When studying algorithms for DISTINCT estimation, I've noticed a quite interesting feature of one of the algorithms - adaptive sampling. It's actually quite simple to parallelize, i.e. the input dataset can be split into partitions, the estimate may be evaluated for each of the partitions (in a separate process) and these partial results are used to get the final estimate. Let's see the principle that allows such parallelization and how it might be used.

This article is not meant as a thorough description or analysis of the adaptive sampling algorithm, that is available in the "On Adaptive Sampling" paper. For explanation of the parallelization a very brief explanation, available in the next chapter, is fully sufficient.

Basic description of the algorithm

The whole algorithm works with a simple data structure called AdaptiveCounter

struct AdaptiveCounter {
   int level;
   int items;
   int maxItems;
   unsigned char bitmap[1];
};

that keeps current info about the state of the estimator. Individual fiels have this meaning:

  • level - the level of the estimator (the meaning will be obvious later), default value is 0
  • items - current number of items in the list
  • maxItems - max allowed items in the list (determines size of the bitmap)
  • bitmap - list of items (their hashes) in the form of a bitamp, empty at the beginning

The maximal number of items in the list (i.e. length of the bitmap used to keep the list) is determined by a requested precision of the estimates. The data structure used in the implementation (see adaptive.c @ pg_estimator) is a bit more complex, but for purposes of this article the simplified version is fully sufficient.

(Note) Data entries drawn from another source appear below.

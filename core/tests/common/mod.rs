#![allow(dead_code)]

use async_trait::async_trait;
use maintwatch_core::{
    CncReadings, DeviceReadings, MaintenanceAnalyzer, MaintwatchError, PrinterReadings, Result,
    SessionConfig, TelemetrySample,
};
use tokio::sync::mpsc;

pub fn printer_sample(device_id: &str, timestamp: i64) -> TelemetrySample {
    TelemetrySample {
        device_id: device_id.to_string(),
        temperature: 48.0,
        vibration: 2.0,
        power_consumption: 400.0,
        timestamp,
        readings: DeviceReadings::Printer(PrinterReadings {
            nozzle_temperature: 210.0,
            bed_temperature: 60.0,
            filament_flow_rate: 1.0,
            print_speed: 60.0,
            layer_height: 0.2,
            extruder_position: 3.0,
        }),
    }
}

pub fn cnc_sample(device_id: &str, timestamp: i64) -> TelemetrySample {
    TelemetrySample {
        device_id: device_id.to_string(),
        temperature: 52.0,
        vibration: 5.0,
        power_consumption: 800.0,
        timestamp,
        readings: DeviceReadings::Cnc(CncReadings {
            spindle_speed: 9000.0,
            feed_rate: 250.0,
            cutting_depth: 2.0,
            tool_wear: 35.0,
            axis_position_x: 1.0,
            axis_position_y: 2.0,
            axis_position_z: 3.0,
        }),
    }
}

pub fn session_config() -> SessionConfig {
    SessionConfig {
        buffer_capacity: 10,
        analysis_every: 10,
        ops_view_url: "http://localhost:1880/".to_string(),
        command_queue: 64,
    }
}

/// Analyzer that reports every window it is handed
pub struct RecordingAnalyzer {
    calls: mpsc::UnboundedSender<Vec<TelemetrySample>>,
    reply: String,
    fail: bool,
}

impl RecordingAnalyzer {
    pub fn new(reply: &str) -> (Self, mpsc::UnboundedReceiver<Vec<TelemetrySample>>) {
        let (calls, rx) = mpsc::unbounded_channel();
        (
            Self {
                calls,
                reply: reply.to_string(),
                fail: false,
            },
            rx,
        )
    }

    pub fn failing() -> (Self, mpsc::UnboundedReceiver<Vec<TelemetrySample>>) {
        let (mut analyzer, rx) = Self::new("");
        analyzer.fail = true;
        (analyzer, rx)
    }
}

#[async_trait]
impl MaintenanceAnalyzer for RecordingAnalyzer {
    async fn analyze(&self, samples: &[TelemetrySample]) -> Result<String> {
        let _ = self.calls.send(samples.to_vec());
        if self.fail {
            return Err(MaintwatchError::AnalysisError(
                "simulated network error".into(),
            ));
        }
        Ok(self.reply.clone())
    }
}
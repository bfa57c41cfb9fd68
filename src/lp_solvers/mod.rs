//! Solvers for the continuous relaxation of an MKP instance.
//!
//! The preprocessor only needs the constraint duals, so any LP backend that can produce them can
//! sit behind [`RelaxationSolver`].

pub mod clarabel_lp;

use crate::errors::MkpResult;
use crate::mkp::MkpInstance;
use ndarray::Array1;

/// Primal and dual solution of the relaxation max p'x s.t. Wx <= c, 0 <= x <= 1.
#[derive(Clone, Debug)]
pub struct RelaxationResult {
    /// primal values, one per item
    pub x: Array1<f64>,
    /// shadow price of each capacity constraint
    pub duals: Array1<f64>,
    /// objective value of the relaxation, in profit units
    pub objective: f64,
}

pub trait RelaxationSolver {
    /// Solves the relaxation to optimality or reports why it could not.
    fn solve_relaxation(&self, instance: &MkpInstance) -> MkpResult<RelaxationResult>;
}
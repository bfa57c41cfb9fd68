//! # Best improvement local search over single item flips
//!
//! Every item is flipped in turn on a copy of the current candidate. Flipping an item out is
//! followed by an add pass over the other items; flipping an item in is followed, if needed, by a
//! drop pass over the other items. A running best is kept across the whole sweep and only raised
//! by strictly better neighbours; after the sweep the last running best becomes the current
//! candidate and the next sweep starts. The search stops after a sweep without improvement.

use crate::local_search_utils::{add_pass, drop_pass, Candidate};
use crate::mkp::MkpInstance;

/// Neighbour of `current` obtained by flipping item j, or None if the flip cannot be made
/// feasible.
pub fn flip_neighbour(instance: &MkpInstance, current: &Candidate, j: usize) -> Option<Candidate> {
    let mut neighbour = current.clone();

    if neighbour.x[j] == 1 {
        neighbour.x[j] = 0;
        neighbour.remaining += &instance.weights.column(j);
        neighbour.value -= instance.profits[j];
        add_pass(instance, &mut neighbour, Some(j));
        Some(neighbour)
    } else {
        neighbour.force_add(instance, j);
        // item j alone can overflow a dimension, such a move is discarded
        drop_pass(instance, &mut neighbour, Some(j)).then_some(neighbour)
    }
}

/// Performs one sweep over all items and returns the last strictly improving neighbour, if any.
pub fn one_sweep(instance: &MkpInstance, current: &Candidate) -> Option<Candidate> {
    let mut best: Option<Candidate> = None;
    let mut best_value = current.value;

    for j in 0..instance.num_items() {
        if let Some(neighbour) = flip_neighbour(instance, current, j) {
            if neighbour.value > best_value {
                best_value = neighbour.value;
                best = Some(neighbour);
            }
        }
    }

    best
}

/// Given a feasible candidate, run sweeps until none improves. The value strictly increases with
/// every applied sweep and is bounded by the total profit, so this terminates.
pub fn local_search(instance: &MkpInstance, candidate: Candidate) -> Candidate {
    let mut current = candidate;

    while let Some(next) = one_sweep(instance, &current) {
        current = next;
    }

    current
}

/// Same as [`local_search`] but also returns how many sweeps improved the candidate.
pub fn local_search_with_sweeps(instance: &MkpInstance, candidate: Candidate) -> (Candidate, usize) {
    let mut current = candidate;
    let mut sweeps = 0;

    while let Some(next) = one_sweep(instance, &current) {
        current = next;
        sweeps += 1;
    }

    (current, sweeps)
}

#[cfg(test)]
mod tests {
    use super::*;
    use crate::enumerate_mkp::enumerate_solve;
    use crate::local_search_utils::repair;
    use crate::tests::{make_repair_instance, make_small_instance, make_test_prng};
    use ndarray::{array, Array1};

    #[test]
    fn finds_small_optimum() {
        let p = make_small_instance();
        let start = repair(&p, array![1, 0, 0]);
        // repair gives {0, 1} with value 30
        assert_eq!(start.value, 30);

        let c = local_search(&p, start);
        assert_eq!(c.value, 35);
        assert_eq!(c.x, array![0, 1, 1]);
        assert!(p.check_solution(&c.x, c.value));
    }

    #[test]
    fn repair_scenario_is_locally_optimal() {
        let p = make_repair_instance();
        let start = repair(&p, array![1, 1, 1]);
        let c = local_search(&p, start.clone());

        // dropping item 0 from {0, 2} lets item 1 in
        assert_eq!(c.value, 8);
        assert_eq!(c.x, array![0, 1, 1]);
    }

    #[test]
    fn oversized_item_never_enters() {
        // item 0 alone is heavier than the knapsack
        let p = MkpInstance::from_vec(vec![100, 1], vec![vec![10, 1]], vec![5], 0).unwrap();
        let c = local_search(&p, repair(&p, array![0, 0]));

        assert_eq!(c.x, array![0, 1]);
        assert!(p.check_solution(&c.x, c.value));
    }

    #[test]
    fn keeps_last_running_best_of_sweep() {
        // from {} every single add improves, the sweep keeps raising the running best and the
        // applied move is the best of the sweep, not the first improving one
        let p = MkpInstance::from_vec(vec![3, 5, 9], vec![vec![4, 4, 4]], vec![4], 0).unwrap();
        let start = Candidate::empty(&p);

        let next = one_sweep(&p, &start).unwrap();
        assert_eq!(next.x, array![0, 0, 1]);
        assert!(one_sweep(&p, &next).is_none());
    }

    #[test]
    fn improves_monotonically_and_stays_feasible() {
        let mut prng = make_test_prng();
        for _ in 0..20 {
            let p = MkpInstance::make_random_uncorrelated(
                4,
                40,
                (50, 200),
                (1, 60),
                (1, 30),
                &mut prng,
            )
            .unwrap();
            let x: Array1<usize> = (0..40).map(|_| usize::from(prng.gen_f64() < 0.5)).collect();
            let start = repair(&p, x);

            let mut current = start.clone();
            let mut sweeps = 0;
            while let Some(next) = one_sweep(&p, &current) {
                assert!(next.value > current.value);
                assert!(p.check_solution(&next.x, next.value));
                assert_eq!(next.remaining, p.remaining_capacity(&next.x));
                current = next;
                sweeps += 1;
            }

            let (c, counted) = local_search_with_sweeps(&p, start);
            assert_eq!(c, current);
            assert_eq!(counted, sweeps);
            assert!(c.value <= p.total_profit());
        }
    }

    #[test]
    fn never_beats_enumeration() {
        let mut prng = make_test_prng();
        for _ in 0..10 {
            let p = MkpInstance::make_random_uncorrelated(
                2,
                10,
                (10, 40),
                (1, 20),
                (1, 15),
                &mut prng,
            )
            .unwrap();
            let (best, _) = enumerate_solve(&p);
            let c = local_search(&p, repair(&p, Array1::zeros(10)));
            assert!(c.value <= best);
        }
    }
}
//! Hybrid quantum particle swarm optimisation for the MKP.
//!
//! Each particle carries a vector of quantum amplitudes. Every generation the amplitudes are
//! pulled towards the particle's personal best and the swarm's global best, collapsed into a
//! binary point, and the point is repaired and polished by local search before it competes
//! with the bests. Items live in LP utility order for the whole solve; results are mapped back to
//! the caller's item order at the end.

use crate::errors::MkpResult;
use crate::initial_points::{attractor, collapse, generate_random_particle};
use crate::local_search::local_search;
use crate::local_search_utils::{repair, Candidate};
use crate::lp_solvers::clarabel_lp::ClarabelLPSolver;
use crate::lp_solvers::RelaxationSolver;
use crate::mkp::{MkpAlgorithm, MkpInstance};
use crate::preprocess::{reorder_by_lp_utility, WorkingInstance};
use crate::qpsologger::SolverOutputLogger;
use crate::solver_options::{LocalSearchPolicy, QpsoOptions};
use crate::utils::calculate_hamming_distance;
use log::{debug, error};
use ndarray::Array1;
use rayon::prelude::*;
use smolprng::{Algorithm, PRNG};
use std::time::Instant;

/// One member of the swarm.
#[derive(Clone, Debug)]
pub struct Particle {
    /// probability of leaving each item out
    pub amplitudes: Array1<f64>,
    /// personal best point, in working order
    pub best: Array1<usize>,
    pub best_value: i64,
}

/// Result of one independent solve.
#[derive(Clone, Debug)]
pub struct QpsoResult {
    /// best point in the caller's item order
    pub solution: Array1<usize>,
    /// best point in LP utility order
    pub working_solution: Array1<usize>,
    pub value: i64,
    pub elapsed_ms: u128,
    /// the value matches the known optimum of the instance
    pub optimum_reached: bool,
}

/// Struct for the QPSO Solver
pub struct QpsoSolver {
    pub working: WorkingInstance,
    pub options: QpsoOptions,
    pub particles: Vec<Particle>,
    pub best_solution: Array1<usize>,
    pub best_solution_value: i64,
    pub generation: usize,
    /// global best value after initialization and after every generation
    pub history: Vec<i64>,
    pub solver_logger: SolverOutputLogger,
}

impl QpsoSolver {
    /// Creates a new solver, ordering the items through the Clarabel LP relaxation.
    pub fn new(instance: &MkpInstance, options: QpsoOptions) -> MkpResult<Self> {
        let lp_solver = ClarabelLPSolver::new(options.lp_max_iterations, options.lp_time_limit);
        Self::with_relaxation_solver(instance, options, &lp_solver)
    }

    /// Creates a new solver with a caller supplied relaxation solver. A relaxation failure is
    /// returned and no search takes place.
    pub fn with_relaxation_solver<S: RelaxationSolver>(
        instance: &MkpInstance,
        options: QpsoOptions,
        lp_solver: &S,
    ) -> MkpResult<Self> {
        options.validate()?;
        options.validate_instance(instance)?;

        let working = reorder_by_lp_utility(instance, lp_solver)?;
        Self::from_working(working, options)
    }

    /// Creates a new solver over an already ordered instance.
    pub fn from_working(working: WorkingInstance, options: QpsoOptions) -> MkpResult<Self> {
        options.validate()?;
        options.validate_instance(&working.instance)?;

        let num_x = working.instance.num_items();
        let output_level = options.verbose;

        Ok(Self {
            working,
            options,
            particles: Vec::new(),
            best_solution: Array1::zeros(num_x),
            best_solution_value: i64::MIN,
            generation: 0,
            history: Vec::new(),
            solver_logger: SolverOutputLogger::new(output_level),
        })
    }

    /// Runs one independent solve: initialization followed by the full generation budget.
    pub fn solve<T: Algorithm>(&mut self, prng: &mut PRNG<T>) -> QpsoResult {
        let time_start = Instant::now();

        self.initialize(prng);
        while self.generation < self.options.max_generations {
            self.step(prng);
        }

        let elapsed_ms = time_start.elapsed().as_millis();

        if !self
            .working
            .instance
            .check_solution(&self.best_solution, self.best_solution_value)
        {
            error!(
                "incumbent failed verification, claimed value {}",
                self.best_solution_value
            );
        }

        let known_optimum = self.working.instance.known_optimum;

        QpsoResult {
            solution: self.working.to_original(&self.best_solution),
            working_solution: self.best_solution.clone(),
            value: self.best_solution_value,
            elapsed_ms,
            optimum_reached: known_optimum > 0 && self.best_solution_value == known_optimum,
        }
    }

    /// Resets the swarm: random amplitudes, their collapsed points, evaluation and bests.
    pub fn initialize<T: Algorithm>(&mut self, prng: &mut PRNG<T>) {
        let num_x = self.working.instance.num_items();

        self.best_solution = Array1::zeros(num_x);
        self.best_solution_value = i64::MIN;
        self.generation = 0;
        self.history.clear();

        let mut points = Vec::with_capacity(self.options.population_size);
        self.particles = (0..self.options.population_size)
            .map(|_| {
                let (amplitudes, x) = generate_random_particle(num_x, prng);
                points.push(x);
                Particle {
                    amplitudes,
                    best: Array1::zeros(num_x),
                    best_value: i64::MIN,
                }
            })
            .collect();

        self.evaluate_and_update(points);
        self.history.push(self.best_solution_value);
    }

    /// One generation: move every particle's amplitudes, collapse, evaluate, update bests.
    pub fn step<T: Algorithm>(&mut self, prng: &mut PRNG<T>) {
        let alpha = self.options.alpha;
        let epsilon_1 = self.options.epsilon_1;
        let epsilon_2 = self.options.epsilon_2;
        let epsilon_3 = self.options.epsilon_3();

        // every particle sees the same global best during a generation
        let global_attractor = attractor(&self.best_solution, alpha);

        let points: Vec<Array1<usize>> = self
            .particles
            .iter_mut()
            .map(|particle| {
                let personal_attractor = attractor(&particle.best, alpha);
                for j in 0..particle.amplitudes.len() {
                    particle.amplitudes[j] = epsilon_1 * particle.amplitudes[j]
                        + epsilon_2 * personal_attractor[j]
                        + epsilon_3 * global_attractor[j];
                }
                collapse(&particle.amplitudes, prng)
            })
            .collect();

        self.evaluate_and_update(points);
        self.generation += 1;
        self.history.push(self.best_solution_value);

        if log::log_enabled!(log::Level::Debug) {
            let spread: usize = self
                .particles
                .iter()
                .map(|p| calculate_hamming_distance(&p.best, &self.best_solution))
                .sum();
            debug!(
                "generation {}: best {} total distance to personal bests {}",
                self.generation, self.best_solution_value, spread
            );
        }
    }

    /// Evaluates one sampled point per particle, then applies the improvements in particle
    /// order. Evaluation draws no random numbers, so doing it in parallel changes nothing.
    fn evaluate_and_update(&mut self, points: Vec<Array1<usize>>) {
        let instance = &self.working.instance;
        let policy = self.options.local_search_policy;

        let improvements: Vec<Option<Candidate>> = if self.options.parallel {
            points
                .into_par_iter()
                .zip(self.particles.par_iter())
                .map(|(x, particle)| evaluate_point(instance, policy, x, particle.best_value))
                .collect()
        } else {
            points
                .into_iter()
                .zip(self.particles.iter())
                .map(|(x, particle)| evaluate_point(instance, policy, x, particle.best_value))
                .collect()
        };

        for (i, improvement) in improvements.into_iter().enumerate() {
            if let Some(candidate) = improvement {
                self.update_bests(i, candidate);
            }
        }
    }

    fn update_bests(&mut self, i: usize, candidate: Candidate) {
        if candidate.value > self.best_solution_value {
            self.best_solution.assign(&candidate.x);
            self.best_solution_value = candidate.value;
            self.solver_logger
                .output_new_best(self.generation, self.best_solution_value);
        }

        let particle = &mut self.particles[i];
        particle.best = candidate.x;
        particle.best_value = candidate.value;
    }
}

impl MkpAlgorithm for QpsoSolver {
    fn name(&self) -> &'static str {
        "hybrid quantum particle swarm optimisation algorithm"
    }

    fn invert(&self, index: usize) -> usize {
        self.working.position[index]
    }
}

/// Repairs a sampled point and polishes it by local search. Returns the candidate only if it
/// strictly beats `personal_best`.
pub fn evaluate_point(
    instance: &MkpInstance,
    policy: LocalSearchPolicy,
    x: Array1<usize>,
    personal_best: i64,
) -> Option<Candidate> {
    let candidate = repair(instance, x);

    match policy {
        LocalSearchPolicy::ImprovingOnly => {
            (candidate.value > personal_best).then(|| local_search(instance, candidate))
        }
        LocalSearchPolicy::Always => {
            let candidate = local_search(instance, candidate);
            (candidate.value > personal_best).then_some(candidate)
        }
    }
}
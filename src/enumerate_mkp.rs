use crate::mkp::MkpInstance;
use ndarray::Array1;

/// Largest instance [`enumerate_solve`] will be asked to handle, 2^24 subsets.
pub const MAX_ENUMERATION_ITEMS: usize = 24;

/// Enumerate all possible binary solutions and keep the best feasible one. Only meant for tiny
/// instances, as a reference for the heuristics.
///
/// # Panics
///
/// Will panic if the instance has more than [`MAX_ENUMERATION_ITEMS`] items.
pub fn enumerate_solve(instance: &MkpInstance) -> (i64, Array1<usize>) {
    let num_vars = instance.num_items();
    assert!(
        num_vars <= MAX_ENUMERATION_ITEMS,
        "too many items to enumerate: {num_vars}"
    );

    // the empty knapsack is always feasible
    let mut best_obj = 0;
    let mut best_solution = Array1::<usize>::zeros(num_vars);
    let mut solution = Array1::<usize>::zeros(num_vars);

    for i in 0..(1usize << num_vars) {
        for j in 0..num_vars {
            solution[j] = (i >> j) & 1;
        }

        if !instance.is_feasible(&solution) {
            continue;
        }

        let obj = instance.eval(&solution);
        if obj > best_obj {
            best_obj = obj;
            best_solution.clone_from(&solution);
        }
    }

    (best_obj, best_solution)
}
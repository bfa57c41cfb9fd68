//! This module contains the move primitives shared by repair and local search.
//!
//! These include:
//! - dropping an item
//! - adding an item if it fits
//! - the drop then add greedy repair
//!
//! Everything works in working order, where a lower index means a higher utility: drops scan
//! from the back, adds scan from the front.

use crate::mkp::MkpInstance;
use ndarray::Array1;

/// A decision vector together with its remaining capacity and value, kept in sync by the moves.
#[derive(Clone, Debug, PartialEq, Eq)]
pub struct Candidate {
    pub x: Array1<usize>,
    pub remaining: Array1<i64>,
    pub value: i64,
}

impl Candidate {
    /// Builds the candidate for `x`, which may be infeasible.
    pub fn new(instance: &MkpInstance, x: Array1<usize>) -> Self {
        let remaining = instance.remaining_capacity(&x);
        let value = instance.eval(&x);
        Self {
            x,
            remaining,
            value,
        }
    }

    /// The empty knapsack.
    pub fn empty(instance: &MkpInstance) -> Self {
        Self {
            x: Array1::zeros(instance.num_items()),
            remaining: instance.capacities.clone(),
            value: 0,
        }
    }

    pub fn is_feasible(&self) -> bool {
        self.remaining.iter().all(|&r| r >= 0)
    }

    /// Forces item k in without a capacity check, the caller is responsible for repairing.
    pub fn force_add(&mut self, instance: &MkpInstance, k: usize) {
        self.x[k] = 1;
        self.remaining -= &instance.weights.column(k);
        self.value += instance.profits[k];
    }
}

/// Removes item k if it is selected and reports whether the candidate is now feasible. Returns
/// false when k was not selected.
pub fn drop_item(instance: &MkpInstance, k: usize, candidate: &mut Candidate) -> bool {
    if candidate.x[k] == 0 {
        return false;
    }

    candidate.x[k] = 0;
    candidate.remaining += &instance.weights.column(k);
    candidate.value -= instance.profits[k];

    candidate.is_feasible()
}

/// Adds item k if it is not selected and fits in the remaining capacity of every dimension.
pub fn add_item(instance: &MkpInstance, k: usize, candidate: &mut Candidate) {
    if candidate.x[k] == 1 {
        return;
    }

    let fits = instance
        .weights
        .column(k)
        .iter()
        .zip(candidate.remaining.iter())
        .all(|(&w, &r)| w <= r);

    if fits {
        candidate.x[k] = 1;
        candidate.remaining -= &instance.weights.column(k);
        candidate.value += instance.profits[k];
    }
}

/// Drops selected items from the lowest utility end, skipping `keep`, until the candidate is
/// feasible. Returns whether feasibility was restored.
pub fn drop_pass(instance: &MkpInstance, candidate: &mut Candidate, keep: Option<usize>) -> bool {
    if candidate.is_feasible() {
        return true;
    }

    for k in (0..instance.num_items()).rev() {
        if Some(k) != keep && drop_item(instance, k, candidate) {
            return true;
        }
    }

    candidate.is_feasible()
}

/// Adds every item, skipping `skip`, that still fits, from the highest utility end.
pub fn add_pass(instance: &MkpInstance, candidate: &mut Candidate, skip: Option<usize>) {
    for k in 0..instance.num_items() {
        if Some(k) != skip {
            add_item(instance, k, candidate);
        }
    }
}

/// Greedy repair: drop until feasible, then fill. The result is always feasible for an instance
/// with non-negative capacities.
///
/// Example:
/// ``` rust
/// use qpso_mkp::mkp::MkpInstance;
/// use qpso_mkp::local_search_utils::repair;
/// use ndarray::array;
///
/// let p = MkpInstance::from_vec(vec![4, 5, 3], vec![vec![3, 3, 2]], vec![5], 0).unwrap();
/// let c = repair(&p, array![1, 1, 1]);
/// assert!(c.is_feasible());
/// ```
pub fn repair(instance: &MkpInstance, x: Array1<usize>) -> Candidate {
    let mut candidate = Candidate::new(instance, x);
    drop_pass(instance, &mut candidate, None);
    add_pass(instance, &mut candidate, None);
    candidate
}

#[cfg(test)]
mod tests {
    use super::*;
    use crate::tests::{make_repair_instance, make_test_prng};
    use ndarray::array;

    #[test]
    fn repair_scenario() {
        let p = make_repair_instance();
        let c = repair(&p, array![1, 1, 1]);

        // item 2 and then item 1 are dropped, item 2 fits back in
        assert_eq!(c.x, array![1, 0, 1]);
        assert_eq!(c.value, 7);
        assert_eq!(c.remaining, array![0]);
        assert!(p.check_solution(&c.x, c.value));
    }

    #[test]
    fn repair_fills_empty_vector() {
        let p = make_repair_instance();
        let c = repair(&p, array![0, 0, 0]);

        assert_eq!(c.x, array![1, 0, 1]);
        assert_eq!(c.value, 7);
    }

    #[test]
    fn drop_reports_feasibility() {
        let p = make_repair_instance();
        let mut c = Candidate::new(&p, array![1, 1, 1]);

        assert!(!drop_item(&p, 2, &mut c));
        assert_eq!(c.value, 9);
        assert!(drop_item(&p, 1, &mut c));
        assert_eq!(c.remaining, array![2]);
        // not selected any more
        assert!(!drop_item(&p, 1, &mut c));
        assert_eq!(c.value, 4);
    }

    #[test]
    fn add_respects_capacity() {
        let p = make_repair_instance();
        let mut c = Candidate::new(&p, array![1, 0, 0]);

        add_item(&p, 1, &mut c);
        assert_eq!(c.x, array![1, 0, 0]);

        add_item(&p, 2, &mut c);
        assert_eq!(c.x, array![1, 0, 1]);
        assert_eq!(c.value, 7);

        // already selected is a no-op
        add_item(&p, 2, &mut c);
        assert_eq!(c.value, 7);
    }

    #[test]
    fn repair_is_always_feasible() {
        let mut prng = make_test_prng();
        for _ in 0..50 {
            let p = MkpInstance::make_random_uncorrelated(
                3,
                30,
                (20, 120),
                (1, 40),
                (0, 25),
                &mut prng,
            )
            .unwrap();
            let x: Array1<usize> = (0..30).map(|_| usize::from(prng.gen_f64() < 0.6)).collect();

            let c = repair(&p, x);
            assert!(p.check_solution(&c.x, c.value));
            assert_eq!(c.remaining, p.remaining_capacity(&c.x));
        }
    }
}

Adding a new item into the estimator works like this:

  1. compute hash of the item and check if the "level" bits at the beginning are all 1
  2. if not, terminate
  3. if yes, add the hash into the "bitmap" list (copy the hash into the bitmap)
  4. if the list is full (items == maxItems), increment the (level = level + 1) and remove the items that do not match the filter (check the new bit at the level-th position)

The "filtering" of items added to the list (bitmap), that says that the list contains just values with first "level" bits equal to 1, is the basic idea behind the adaptive sampling estimator. It means that (if the hashing produces evenly distributed values), the probability of adding an item into the list is 1/(2^level).

This decreasing probability results into the following estimate of the number of unique values, based on the current "level" and current number of values in the list:

estimate = current number of items * (2^level)

Obviously, the algorithm is very simple (although very precise and robust).

Merge

The algorithm has one very nice feature, quite uncommon when dealing with the other algorithms, that may be efficiently used to parallelize the algorithm. It's possible to "merge" two estimators with the same features without loosing any precision.

Given two estimators A and B with the same features (i.e. requested precision and thus the bitmap length "A.maxItems == B.maxItems"), the estimators may be merged using this algorithm:

  1. let A.level <= B.level (switch the estimators if this does not hold)
  2. insert all the items from list A.bitmap to B.bitmap (using the algorithm described above)
  3. the result is the modified estimator B

The resulting estimator is exactly the same as if we have used one estimator right from the beginning.

Parallelization

How to use this to parallelize the algorithm? We can split the dataset into several parts - in case of PostgreSQL we can use partitioned tables - and build the AdaptiveCounter estimator for each partition independently (in a separate process).

The main process then collects these 'partial estimators' (instances of AdaptiveCounter), merges them in one final estimator and generates the estimato for the whole table.